- **Task requirements**:
Go through the records and copy each line where the string "draft" occurs.

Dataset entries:

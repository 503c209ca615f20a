//! REST API for the Bookstand daemon.
//!
//! Provides HTTP endpoints for:
//! - Catalog CRUD and author filtering
//! - Catalog statistics
//! - CSV export/import
//! - Backup snapshot and retention management

pub mod handlers;

use std::sync::Arc;

use axum::{
    routing::{get, post},
    Router,
};
use bookstand_core::Library;
use tokio::sync::Mutex;
use tower_http::cors::{Any, CorsLayer};

/// Shared state for API handlers.
pub struct ApiState {
    /// The single library instance; the mutex serializes requests, matching
    /// the single-user, one-call-at-a-time model.
    pub library: Mutex<Library>,
    /// Snapshot retention applied after mutations and manual backups.
    pub keep_backups: usize,
}

impl ApiState {
    pub fn new(library: Library, keep_backups: usize) -> Self {
        Self {
            library: Mutex::new(library),
            keep_backups,
        }
    }
}

/// Build the API router with all routes.
pub fn router(state: Arc<ApiState>) -> Router {
    // Allow any origin so a local static frontend can call the API.
    let cors = CorsLayer::new()
        .allow_origin(Any)
        .allow_methods(Any)
        .allow_headers(Any);

    Router::new()
        .route("/api/v1/status", get(handlers::status::health))
        .route(
            "/api/v1/books",
            get(handlers::books::list_books).post(handlers::books::create_book),
        )
        .route(
            "/api/v1/books/:id",
            get(handlers::books::get_book)
                .put(handlers::books::update_book)
                .delete(handlers::books::delete_book),
        )
        .route("/api/v1/stats", get(handlers::books::stats))
        .route("/api/v1/exports", post(handlers::maintenance::export_books))
        .route("/api/v1/imports", post(handlers::maintenance::import_books))
        .route(
            "/api/v1/backups",
            get(handlers::maintenance::list_backups).post(handlers::maintenance::create_backup),
        )
        .layer(cors)
        .with_state(state)
}

/// Start the API server.
pub async fn serve(state: Arc<ApiState>, bind_addr: &str) -> anyhow::Result<()> {
    let app = router(state);
    let listener = tokio::net::TcpListener::bind(bind_addr).await?;

    log::info!("event=api_listen module=server status=ok bind={bind_addr}");

    axum::serve(listener, app).await?;

    Ok(())
}
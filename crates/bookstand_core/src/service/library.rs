//! Library facade: one explicitly constructed store instance.
//!
//! # Responsibility
//! - Own the connection lifecycle (open on startup, close on shutdown).
//! - Expose CRUD, stats, backup, export and import behind one error type.
//!
//! # Invariants
//! - The on-disk layout exists before the database is opened.
//! - Service APIs never bypass repository validation contracts.

use crate::backup::{BackupError, BackupRotator, SnapshotId, SnapshotInfo};
use crate::clock::SystemClock;
use crate::db::{open_db, DbError};
use crate::export::{
    import_csv, render_csv, write_export, ExportError, ExportReceipt, ImportOutcome,
};
use crate::model::book::{Book, BookId, BookPatch, NewBook};
use crate::paths::LibraryPaths;
use crate::repo::book_repo::{
    BookListQuery, BookRepository, CatalogStats, RepoError, SqliteBookRepository,
};
use log::info;
use rusqlite::Connection;
use std::error::Error;
use std::fmt::{Display, Formatter};
use std::io;
use std::path::PathBuf;

/// Unified error surface for library use-cases.
#[derive(Debug)]
pub enum LibraryError {
    /// The on-disk layout could not be created.
    Layout { path: PathBuf, source: io::Error },
    Db(DbError),
    Repo(RepoError),
    Backup(BackupError),
    Export(ExportError),
}

impl Display for LibraryError {
    fn fmt(&self, f: &mut Formatter<'_>) -> std::fmt::Result {
        match self {
            Self::Layout { path, source } => {
                write!(f, "failed to create layout at `{}`: {source}", path.display())
            }
            Self::Db(err) => write!(f, "{err}"),
            Self::Repo(err) => write!(f, "{err}"),
            Self::Backup(err) => write!(f, "{err}"),
            Self::Export(err) => write!(f, "{err}"),
        }
    }
}

impl Error for LibraryError {
    fn source(&self) -> Option<&(dyn Error + 'static)> {
        match self {
            Self::Layout { source, .. } => Some(source),
            Self::Db(err) => Some(err),
            Self::Repo(err) => Some(err),
            Self::Backup(err) => Some(err),
            Self::Export(err) => Some(err),
        }
    }
}

impl From<DbError> for LibraryError {
    fn from(value: DbError) -> Self {
        Self::Db(value)
    }
}

impl From<RepoError> for LibraryError {
    fn from(value: RepoError) -> Self {
        Self::Repo(value)
    }
}

impl From<BackupError> for LibraryError {
    fn from(value: BackupError) -> Self {
        Self::Backup(value)
    }
}

impl From<ExportError> for LibraryError {
    fn from(value: ExportError) -> Self {
        Self::Export(value)
    }
}

/// One open library instance bound to an on-disk layout.
pub struct Library {
    conn: Connection,
    paths: LibraryPaths,
}

impl Library {
    /// Ensures the layout and opens the migrated database.
    pub fn open(paths: LibraryPaths) -> Result<Self, LibraryError> {
        paths.ensure_layout().map_err(|source| LibraryError::Layout {
            path: paths.base().to_path_buf(),
            source,
        })?;

        let conn = open_db(paths.db_path())?;
        info!(
            "event=library_open module=service status=ok base={}",
            paths.base().display()
        );
        Ok(Self { conn, paths })
    }

    pub fn paths(&self) -> &LibraryPaths {
        &self.paths
    }

    pub fn create_book(&self, draft: &NewBook) -> Result<Book, LibraryError> {
        Ok(self.repo().create_book(draft)?)
    }

    pub fn get_book(&self, id: BookId) -> Result<Book, LibraryError> {
        Ok(self.repo().get_book(id)?)
    }

    pub fn list_books(&self, query: &BookListQuery) -> Result<Vec<Book>, LibraryError> {
        Ok(self.repo().list_books(query)?)
    }

    pub fn update_book(&self, id: BookId, patch: &BookPatch) -> Result<Book, LibraryError> {
        Ok(self.repo().update_book(id, patch)?)
    }

    pub fn delete_book(&self, id: BookId) -> Result<(), LibraryError> {
        Ok(self.repo().delete_book(id)?)
    }

    pub fn stats(&self) -> Result<CatalogStats, LibraryError> {
        Ok(self.repo().stats()?)
    }

    /// Takes a snapshot, then prunes the backlog down to `keep`.
    pub fn backup(&self, keep: usize) -> Result<SnapshotId, LibraryError> {
        let rotator = self.rotator();
        let id = rotator.snapshot()?;
        rotator.prune(keep)?;
        Ok(id)
    }

    pub fn list_backups(&self) -> Result<Vec<SnapshotInfo>, LibraryError> {
        Ok(self.rotator().list_snapshots()?)
    }

    /// Writes all records to a timestamp-named CSV file in the exports dir.
    pub fn export_books(&self) -> Result<ExportReceipt, LibraryError> {
        let books = self.repo().list_books(&BookListQuery::default())?;
        Ok(write_export(&books, &self.paths.exports_dir(), &SystemClock)?)
    }

    /// Renders all records as CSV text without touching the filesystem.
    pub fn export_csv_text(&self) -> Result<String, LibraryError> {
        let books = self.repo().list_books(&BookListQuery::default())?;
        Ok(render_csv(&books)?)
    }

    /// Imports records from CSV text; bad rows become line errors.
    pub fn import_books(&self, text: &str) -> Result<ImportOutcome, LibraryError> {
        Ok(import_csv(&self.repo(), text)?)
    }

    /// Closes the underlying connection, surfacing shutdown failures.
    pub fn close(self) -> Result<(), LibraryError> {
        self.conn
            .close()
            .map_err(|(_conn, err)| LibraryError::Db(DbError::Sqlite(err)))?;
        info!("event=library_close module=service status=ok");
        Ok(())
    }

    fn repo(&self) -> SqliteBookRepository<'_> {
        SqliteBookRepository::new(&self.conn)
    }

    fn rotator(&self) -> BackupRotator {
        BackupRotator::new(self.paths.db_path(), self.paths.backups_dir())
    }
}
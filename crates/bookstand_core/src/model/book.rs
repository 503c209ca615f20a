//! Book domain model.
//!
//! # Responsibility
//! - Define the canonical catalog record and its caller-facing input shapes.
//! - Validate and normalize fields before they reach persistence.
//!
//! # Invariants
//! - `id` is assigned by the store on insert and never reused.
//! - `title` and `author` are stored trimmed and must be non-empty.
//! - `price` is a finite, non-negative number.

use serde::{Deserialize, Serialize};
use std::error::Error;
use std::fmt::{Display, Formatter};

/// Store-assigned stable identifier for a catalog record.
///
/// Kept as a type alias to make semantic intent explicit in signatures.
pub type BookId = i64;

/// Canonical catalog record as persisted by the store.
#[derive(Debug, Clone, PartialEq, Serialize, Deserialize)]
pub struct Book {
    /// Store-assigned id, immutable after creation.
    pub id: BookId,
    /// Book title, trimmed and non-empty.
    pub title: String,
    /// Author name, trimmed and non-empty.
    pub author: String,
    /// Unit price, finite and non-negative.
    pub price: f64,
    /// Creation time in epoch milliseconds, set by the store.
    pub created_at: i64,
    /// Last update time in epoch milliseconds, refreshed by the store.
    pub updated_at: i64,
}

/// Caller-supplied fields for creating a record.
///
/// The store assigns `id` and both timestamps; callers never provide them.
#[derive(Debug, Clone, PartialEq, Serialize, Deserialize)]
pub struct NewBook {
    pub title: String,
    pub author: String,
    pub price: f64,
}

impl NewBook {
    pub fn new(title: impl Into<String>, author: impl Into<String>, price: f64) -> Self {
        Self {
            title: title.into(),
            author: author.into(),
            price,
        }
    }

    /// Validates the draft and returns a trimmed copy ready for insertion.
    ///
    /// # Errors
    /// - `EmptyTitle` / `EmptyAuthor` when the field is blank after trimming.
    /// - `InvalidPrice` when the price is negative or not finite.
    pub fn normalized(&self) -> Result<NewBook, BookValidationError> {
        let title = trimmed_required(&self.title).ok_or(BookValidationError::EmptyTitle)?;
        let author = trimmed_required(&self.author).ok_or(BookValidationError::EmptyAuthor)?;
        validate_price(self.price)?;
        Ok(NewBook {
            title,
            author,
            price: self.price,
        })
    }
}

/// Partial update for one record; `None` fields are left untouched.
#[derive(Debug, Clone, Default, PartialEq, Serialize, Deserialize)]
pub struct BookPatch {
    pub title: Option<String>,
    pub author: Option<String>,
    pub price: Option<f64>,
}

impl BookPatch {
    /// Returns whether the patch carries no fields at all.
    pub fn is_empty(&self) -> bool {
        self.title.is_none() && self.author.is_none() && self.price.is_none()
    }

    /// Validates every supplied field and returns a trimmed copy.
    ///
    /// An all-`None` patch is rejected: accepting it would silently refresh
    /// `updated_at` without changing any caller-visible field.
    pub fn normalized(&self) -> Result<BookPatch, BookValidationError> {
        if self.is_empty() {
            return Err(BookValidationError::EmptyPatch);
        }

        let title = match self.title.as_deref() {
            Some(value) => {
                Some(trimmed_required(value).ok_or(BookValidationError::EmptyTitle)?)
            }
            None => None,
        };
        let author = match self.author.as_deref() {
            Some(value) => {
                Some(trimmed_required(value).ok_or(BookValidationError::EmptyAuthor)?)
            }
            None => None,
        };
        if let Some(price) = self.price {
            validate_price(price)?;
        }

        Ok(BookPatch {
            title,
            author,
            price: self.price,
        })
    }
}

/// Validation failure for caller-supplied book fields.
#[derive(Debug, Clone, PartialEq)]
pub enum BookValidationError {
    EmptyTitle,
    EmptyAuthor,
    InvalidPrice(f64),
    EmptyPatch,
}

impl Display for BookValidationError {
    fn fmt(&self, f: &mut Formatter<'_>) -> std::fmt::Result {
        match self {
            Self::EmptyTitle => write!(f, "title must not be empty"),
            Self::EmptyAuthor => write!(f, "author must not be empty"),
            Self::InvalidPrice(price) => {
                write!(f, "price must be a non-negative number, got {price}")
            }
            Self::EmptyPatch => write!(f, "update must supply at least one field"),
        }
    }
}

impl Error for BookValidationError {}

fn trimmed_required(value: &str) -> Option<String> {
    let trimmed = value.trim();
    if trimmed.is_empty() {
        None
    } else {
        Some(trimmed.to_string())
    }
}

fn validate_price(price: f64) -> Result<(), BookValidationError> {
    if price.is_finite() && price >= 0.0 {
        Ok(())
    } else {
        Err(BookValidationError::InvalidPrice(price))
    }
}
//! Bookstand API daemon entry point.

use std::path::PathBuf;
use std::sync::Arc;

use anyhow::{Context, Result};
use bookstand_core::{default_log_level, init_logging, Library, LibraryPaths, DEFAULT_RETENTION};
use clap::Parser;

use bookstand_server::api::{self, ApiState};

/// Single-user bookstore inventory API.
#[derive(Parser)]
#[command(name = "bookstand", about = "Single-user bookstore inventory API")]
struct Cli {
    /// Address to bind the API server.
    #[arg(long, env = "BOOKSTAND_BIND", default_value = "127.0.0.1:7070")]
    bind: String,

    /// Base directory for the database, backups, exports and logs.
    #[arg(long, env = "BOOKSTAND_DATA_DIR", default_value = "bookstand_data")]
    data_dir: PathBuf,

    /// Number of snapshots kept by backup rotation.
    #[arg(long, env = "BOOKSTAND_KEEP_BACKUPS", default_value_t = DEFAULT_RETENTION)]
    keep_backups: usize,

    /// Log level: trace|debug|info|warn|error.
    #[arg(long, env = "BOOKSTAND_LOG_LEVEL")]
    log_level: Option<String>,
}

#[tokio::main]
async fn main() -> Result<()> {
    let cli = Cli::parse();

    let paths = LibraryPaths::new(&cli.data_dir);
    paths.ensure_layout().with_context(|| {
        format!(
            "failed to create data layout under `{}`",
            cli.data_dir.display()
        )
    })?;

    // The logging backend requires an absolute directory.
    let logs_dir = paths
        .logs_dir()
        .canonicalize()
        .context("failed to resolve log directory")?;
    let logs_dir = logs_dir
        .to_str()
        .context("log directory is not valid UTF-8")?;
    let level = cli.log_level.as_deref().unwrap_or_else(|| default_log_level());
    init_logging(level, logs_dir).map_err(anyhow::Error::msg)?;

    let library = Library::open(paths)?;
    let state = Arc::new(ApiState::new(library, cli.keep_backups));

    api::serve(state, &cli.bind).await
}
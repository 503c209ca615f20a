//! HTTP/JSON boundary for the Bookstand core.
//!
//! Thin glue only: handlers translate requests into library calls and map
//! core errors onto status codes. All catalog invariants live in
//! `bookstand_core`.

pub mod api;
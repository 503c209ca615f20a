//! Core logging bootstrap and safety policy.
//!
//! # Responsibility
//! - Initialize file-based rolling logs exactly once per process.
//! - Emit stable, metadata-only diagnostic events from core.
//!
//! # Invariants
//! - Logging init is idempotent for the same directory and level.
//! - Logging initialization must not panic.
//! - Re-initialization with a different directory or level is rejected.

use flexi_logger::{Cleanup, Criterion, FileSpec, Logger, LoggerHandle, Naming, WriteMode};
use log::{error, info};
use once_cell::sync::OnceCell;
use std::path::{Path, PathBuf};

const LOG_FILE_BASENAME: &str = "bookstand";
const MAX_LOG_FILE_SIZE_BYTES: u64 = 10 * 1024 * 1024;
const MAX_LOG_FILES: usize = 5;
const MAX_PANIC_PAYLOAD_CHARS: usize = 160;

static LOGGING_STATE: OnceCell<LoggingState> = OnceCell::new();
static PANIC_HOOK_INSTALLED: OnceCell<()> = OnceCell::new();

struct LoggingState {
    level: &'static str,
    log_dir: PathBuf,
    _logger: LoggerHandle,
}

/// Initializes core logging with level and directory.
///
/// Returns `Ok(())` when logging is active, or a human-readable error string
/// when initialization fails.
///
/// # Invariants
/// - Repeated calls with the same `level` and `log_dir` are idempotent.
/// - Calls that would change level or directory are rejected.
/// - Initialization never panics.
///
/// # Errors
/// - Returns an error when `level` is unsupported.
/// - Returns an error when `log_dir` is empty, non-absolute, or cannot be created.
/// - Returns an error when logger backend setup fails.
pub fn init_logging(level: &str, log_dir: &str) -> Result<(), String> {
    let level = normalize_level(level)?;
    let log_dir = normalize_log_dir(log_dir)?;

    let init_dir = log_dir.clone();
    let state = LOGGING_STATE.get_or_try_init(|| -> Result<LoggingState, String> {
        std::fs::create_dir_all(&init_dir).map_err(|err| {
            format!(
                "failed to create log directory `{}`: {err}",
                init_dir.display()
            )
        })?;

        let logger = Logger::try_with_str(level)
            .map_err(|err| format!("invalid log level `{level}`: {err}"))?
            .log_to_file(
                FileSpec::default()
                    .directory(init_dir.as_path())
                    .basename(LOG_FILE_BASENAME),
            )
            .rotate(
                Criterion::Size(MAX_LOG_FILE_SIZE_BYTES),
                Naming::Numbers,
                Cleanup::KeepLogFiles(MAX_LOG_FILES),
            )
            .write_mode(WriteMode::BufferAndFlush)
            .append()
            .format_for_files(flexi_logger::detailed_format)
            .start()
            .map_err(|err| format!("failed to start logger: {err}"))?;

        install_panic_hook_once();

        info!(
            "event=app_start module=core status=ok platform={} version={}",
            std::env::consts::OS,
            env!("CARGO_PKG_VERSION")
        );

        Ok(LoggingState {
            level,
            log_dir: init_dir,
            _logger: logger,
        })
    })?;

    if state.log_dir != log_dir {
        return Err(format!(
            "logging already initialized at `{}`; refusing to switch to `{}`",
            state.log_dir.display(),
            log_dir.display()
        ));
    }
    if state.level != level {
        return Err(format!(
            "logging already initialized with level `{}`; refusing to switch to `{level}`",
            state.level
        ));
    }

    Ok(())
}

/// Returns the default log level for current build mode.
///
/// - `debug` builds -> `debug`
/// - `release` builds -> `info`
pub fn default_log_level() -> &'static str {
    if cfg!(debug_assertions) {
        "debug"
    } else {
        "info"
    }
}

fn normalize_level(level: &str) -> Result<&'static str, String> {
    match level.trim().to_ascii_lowercase().as_str() {
        "trace" => Ok("trace"),
        "debug" => Ok("debug"),
        "info" => Ok("info"),
        "warn" | "warning" => Ok("warn"),
        "error" => Ok("error"),
        other => Err(format!(
            "unsupported log level `{other}`; expected trace|debug|info|warn|error"
        )),
    }
}

fn normalize_log_dir(log_dir: &str) -> Result<PathBuf, String> {
    let trimmed = log_dir.trim();
    if trimmed.is_empty() {
        return Err("log_dir cannot be empty".to_string());
    }
    let path = Path::new(trimmed);
    if !path.is_absolute() {
        return Err(format!("log_dir must be an absolute path, got `{trimmed}`"));
    }
    Ok(path.to_path_buf())
}

fn install_panic_hook_once() {
    if PANIC_HOOK_INSTALLED.get().is_some() {
        return;
    }

    let previous_hook = std::panic::take_hook();
    std::panic::set_hook(Box::new(move |panic_info| {
        let location = panic_info
            .location()
            .map(|loc| format!("{}:{}", loc.file(), loc.line()))
            .unwrap_or_else(|| "unknown".to_string());
        let payload = panic_payload_summary(panic_info);
        error!(
            "event=panic_captured module=core status=error location={} payload={}",
            location, payload
        );
        previous_hook(panic_info);
    }));

    let _ = PANIC_HOOK_INSTALLED.set(());
}

fn panic_payload_summary(info: &std::panic::PanicHookInfo<'_>) -> String {
    let payload = if let Some(message) = info.payload().downcast_ref::<&str>() {
        (*message).to_string()
    } else if let Some(message) = info.payload().downcast_ref::<String>() {
        message.clone()
    } else {
        "non-string panic payload".to_string()
    };

    sanitize_message(&payload, MAX_PANIC_PAYLOAD_CHARS)
}

fn sanitize_message(value: &str, max_chars: usize) -> String {
    let normalized = value.replace(['\n', '\r'], " ");
    let mut truncated = normalized.chars().take(max_chars).collect::<String>();
    if normalized.chars().count() > max_chars {
        truncated.push_str("...");
    }
    truncated
}
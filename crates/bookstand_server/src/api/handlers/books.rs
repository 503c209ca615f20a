//! Catalog CRUD and statistics handlers.

use std::sync::Arc;

use axum::{
    extract::{Path, Query, State},
    http::StatusCode,
    Json,
};
use bookstand_core::{Book, BookId, BookListQuery, BookPatch, CatalogStats, NewBook};
use serde::Deserialize;

use crate::api::handlers::{backup_after_write, error_response};
use crate::api::ApiState;

/// Query parameters for the list endpoint.
#[derive(Debug, Default, Deserialize)]
pub struct ListParams {
    /// Case-insensitive substring filter on author.
    pub author: Option<String>,
}

/// List all books, optionally filtered by author substring.
pub async fn list_books(
    State(state): State<Arc<ApiState>>,
    Query(params): Query<ListParams>,
) -> Result<Json<Vec<Book>>, (StatusCode, String)> {
    let library = state.library.lock().await;

    let query = BookListQuery {
        author_contains: params.author,
        ..BookListQuery::default()
    };
    let books = library.list_books(&query).map_err(error_response)?;

    Ok(Json(books))
}

/// Create a new book.
pub async fn create_book(
    State(state): State<Arc<ApiState>>,
    Json(draft): Json<NewBook>,
) -> Result<(StatusCode, Json<Book>), (StatusCode, String)> {
    let library = state.library.lock().await;

    let book = library.create_book(&draft).map_err(error_response)?;
    backup_after_write(&library, state.keep_backups);

    Ok((StatusCode::CREATED, Json(book)))
}

/// Get a specific book.
pub async fn get_book(
    State(state): State<Arc<ApiState>>,
    Path(id): Path<BookId>,
) -> Result<Json<Book>, (StatusCode, String)> {
    let library = state.library.lock().await;

    let book = library.get_book(id).map_err(error_response)?;
    Ok(Json(book))
}

/// Apply a partial update to a book.
pub async fn update_book(
    State(state): State<Arc<ApiState>>,
    Path(id): Path<BookId>,
    Json(patch): Json<BookPatch>,
) -> Result<Json<Book>, (StatusCode, String)> {
    let library = state.library.lock().await;

    let book = library.update_book(id, &patch).map_err(error_response)?;
    backup_after_write(&library, state.keep_backups);

    Ok(Json(book))
}

/// Delete a book.
pub async fn delete_book(
    State(state): State<Arc<ApiState>>,
    Path(id): Path<BookId>,
) -> Result<StatusCode, (StatusCode, String)> {
    let library = state.library.lock().await;

    library.delete_book(id).map_err(error_response)?;
    backup_after_write(&library, state.keep_backups);

    Ok(StatusCode::NO_CONTENT)
}

/// Catalog-wide statistics.
pub async fn stats(
    State(state): State<Arc<ApiState>>,
) -> Result<Json<CatalogStats>, (StatusCode, String)> {
    let library = state.library.lock().await;

    let stats = library.stats().map_err(error_response)?;
    Ok(Json(stats))
}
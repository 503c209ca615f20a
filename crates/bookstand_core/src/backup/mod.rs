//! Database snapshot and retention management.
//!
//! # Responsibility
//! - Copy the backing database file to timestamp-named snapshot files.
//! - Enforce a keep-newest-N retention policy over the snapshot directory.
//!
//! # Invariants
//! - A snapshot is never visible under its final name until fully written.
//! - Retention planning is pure; only `prune` touches the filesystem.

mod rotator;

pub use rotator::{
    plan_retention, BackupError, BackupResult, BackupRotator, SnapshotId, SnapshotInfo,
    DEFAULT_RETENTION,
};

- **Result of the exercise**:
    pub fn create_book(&self, draft: &NewBook) -> Result<Book, LibraryError> {
        Ok(self.repo().create_book(draft)?)
    /// Validates the draft and returns a trimmed copy ready for insertion.
    Json(draft): Json<NewBook>,
    let book = library.create_book(&draft).map_err(error_response)?;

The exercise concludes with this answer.